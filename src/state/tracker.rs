//! Processed-file tracking: the durable record of which source files have
//! already been absorbed into the index.
//!
//! Files are identified by filename only. Absence from the set is the single
//! source of truth for "needs ingestion".

use serde::{Deserialize, Serialize};
use std::path::{Path, PathBuf};

use crate::config::{Config, STATE_FILE_NAME};
use crate::error::Result;

/// Ordered list of ingested filenames, serialized as a plain JSON array.
#[derive(Debug, Clone, Default, PartialEq, Eq, Serialize, Deserialize)]
#[serde(transparent)]
pub struct ProcessedFileSet {
    files: Vec<String>,
}

impl ProcessedFileSet {
    pub fn new() -> Self {
        Self::default()
    }

    pub fn contains(&self, filename: &str) -> bool {
        self.files.iter().any(|f| f == filename)
    }

    /// Append a filename unless it is already present. Returns true if added.
    pub fn insert(&mut self, filename: impl Into<String>) -> bool {
        let filename = filename.into();
        if self.contains(&filename) {
            return false;
        }
        self.files.push(filename);
        true
    }

    /// Append several filenames, skipping ones already present.
    ///
    /// Returns the number of filenames actually added.
    pub fn extend<I, S>(&mut self, filenames: I) -> usize
    where
        I: IntoIterator<Item = S>,
        S: Into<String>,
    {
        filenames
            .into_iter()
            .map(|f| self.insert(f))
            .filter(|added| *added)
            .count()
    }

    pub fn len(&self) -> usize {
        self.files.len()
    }

    pub fn is_empty(&self) -> bool {
        self.files.is_empty()
    }

    pub fn iter(&self) -> impl Iterator<Item = &str> {
        self.files.iter().map(String::as_str)
    }
}

impl<S: Into<String>> FromIterator<S> for ProcessedFileSet {
    fn from_iter<I: IntoIterator<Item = S>>(iter: I) -> Self {
        let mut set = Self::new();
        set.extend(iter);
        set
    }
}

/// Loads and saves the [`ProcessedFileSet`] at `<state_dir>/processed_files.json`.
#[derive(Debug, Clone)]
pub struct ProcessedFileTracker {
    path: PathBuf,
}

impl ProcessedFileTracker {
    pub fn new(state_dir: &Path) -> Self {
        Self {
            path: state_dir.join(STATE_FILE_NAME),
        }
    }

    pub fn from_config(config: &Config) -> Self {
        Self::new(config.state_dir())
    }

    pub fn path(&self) -> &Path {
        &self.path
    }

    /// Read the persisted set; a missing state file is a cold start and yields
    /// an empty set.
    pub fn load(&self) -> Result<ProcessedFileSet> {
        let bytes = match std::fs::read(&self.path) {
            Ok(bytes) => bytes,
            Err(e) if e.kind() == std::io::ErrorKind::NotFound => {
                log::debug!("No state file at {}, starting fresh", self.path.display());
                return Ok(ProcessedFileSet::new());
            }
            Err(e) => return Err(e.into()),
        };

        let set: ProcessedFileSet = serde_json::from_slice(&bytes)?;
        log::debug!("Loaded {} processed file(s) from {}", set.len(), self.path.display());
        Ok(set)
    }

    /// Replace the persisted set with `set`.
    ///
    /// Full-replace write: callers pass the complete updated set. Output is
    /// pretty-printed with four-space indentation and non-ASCII filenames are
    /// written verbatim.
    pub fn save(&self, set: &ProcessedFileSet) -> Result<()> {
        let mut buf = Vec::new();
        let formatter = serde_json::ser::PrettyFormatter::with_indent(b"    ");
        let mut serializer = serde_json::Serializer::with_formatter(&mut buf, formatter);
        set.serialize(&mut serializer)?;

        super::write_atomic(&self.path, &buf)?;
        log::debug!("Saved {} processed file(s) to {}", set.len(), self.path.display());
        Ok(())
    }
}
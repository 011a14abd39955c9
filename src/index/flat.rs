use crate::error::{RagindexError, Result};

/// Brute-force vector collection ranked by squared Euclidean distance
///
/// Vectors are stored row-major in one contiguous buffer; position `i` holds
/// the vector inserted `i`-th.
#[derive(Debug, Clone, PartialEq)]
pub struct FlatL2Index {
    dim: usize,
    vectors: Vec<f32>,
}

impl FlatL2Index {
    pub fn new(dim: usize) -> Result<Self> {
        if dim == 0 {
            return Err(RagindexError::Index("vector dimension must be > 0".to_string()));
        }
        Ok(Self {
            dim,
            vectors: Vec::new(),
        })
    }

    /// Rebuild from a row-major buffer, e.g. one read back from disk
    pub fn from_raw(dim: usize, vectors: Vec<f32>) -> Result<Self> {
        if dim == 0 {
            return Err(RagindexError::Index("vector dimension must be > 0".to_string()));
        }
        if vectors.len() % dim != 0 {
            return Err(RagindexError::Index(format!(
                "buffer of {} floats is not a multiple of dimension {}",
                vectors.len(),
                dim
            )));
        }
        Ok(Self { dim, vectors })
    }

    pub fn dim(&self) -> usize {
        self.dim
    }

    pub fn len(&self) -> usize {
        self.vectors.len() / self.dim
    }

    pub fn is_empty(&self) -> bool {
        self.vectors.is_empty()
    }

    pub fn as_raw(&self) -> &[f32] {
        &self.vectors
    }

    /// Append vectors. Every vector is checked before any is inserted.
    pub fn add(&mut self, vectors: &[Vec<f32>]) -> Result<()> {
        if let Some(bad) = vectors.iter().find(|v| v.len() != self.dim) {
            return Err(RagindexError::Index(format!(
                "dimension mismatch: index has {}, vector has {}",
                self.dim,
                bad.len()
            )));
        }

        self.vectors.reserve(vectors.len() * self.dim);
        for vector in vectors {
            self.vectors.extend_from_slice(vector);
        }
        Ok(())
    }

    pub fn vector(&self, position: usize) -> Option<&[f32]> {
        let start = position.checked_mul(self.dim)?;
        self.vectors.get(start..start + self.dim)
    }

    /// Positions and squared distances of the `k` nearest vectors, nearest first
    pub fn search(&self, query: &[f32], k: usize) -> Result<Vec<(usize, f32)>> {
        if query.len() != self.dim {
            return Err(RagindexError::Index(format!(
                "dimension mismatch: index has {}, query has {}",
                self.dim,
                query.len()
            )));
        }

        let mut scored: Vec<(usize, f32)> = self
            .vectors
            .chunks_exact(self.dim)
            .enumerate()
            .map(|(position, vector)| (position, l2_squared(query, vector)))
            .collect();

        scored.sort_by(|a, b| a.1.partial_cmp(&b.1).unwrap_or(std::cmp::Ordering::Equal));
        scored.truncate(k);
        Ok(scored)
    }

    /// Keep only the first `len` vectors
    pub fn truncate(&mut self, len: usize) {
        self.vectors.truncate(len.saturating_mul(self.dim));
    }
}

/// Squared Euclidean distance; no normalisation is applied
pub fn l2_squared(a: &[f32], b: &[f32]) -> f32 {
    a.iter().zip(b.iter()).map(|(x, y)| (x - y) * (x - y)).sum()
}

------------

§ **Task description**: When a line contains the string "Item", copy it from the records.

§ **Solution**:
        I: IntoIterator<Item = S>,
    pub fn iter(&self) -> impl Iterator<Item = &str> {
    fn from_iter<I: IntoIterator<Item = S>>(iter: I) -> Self {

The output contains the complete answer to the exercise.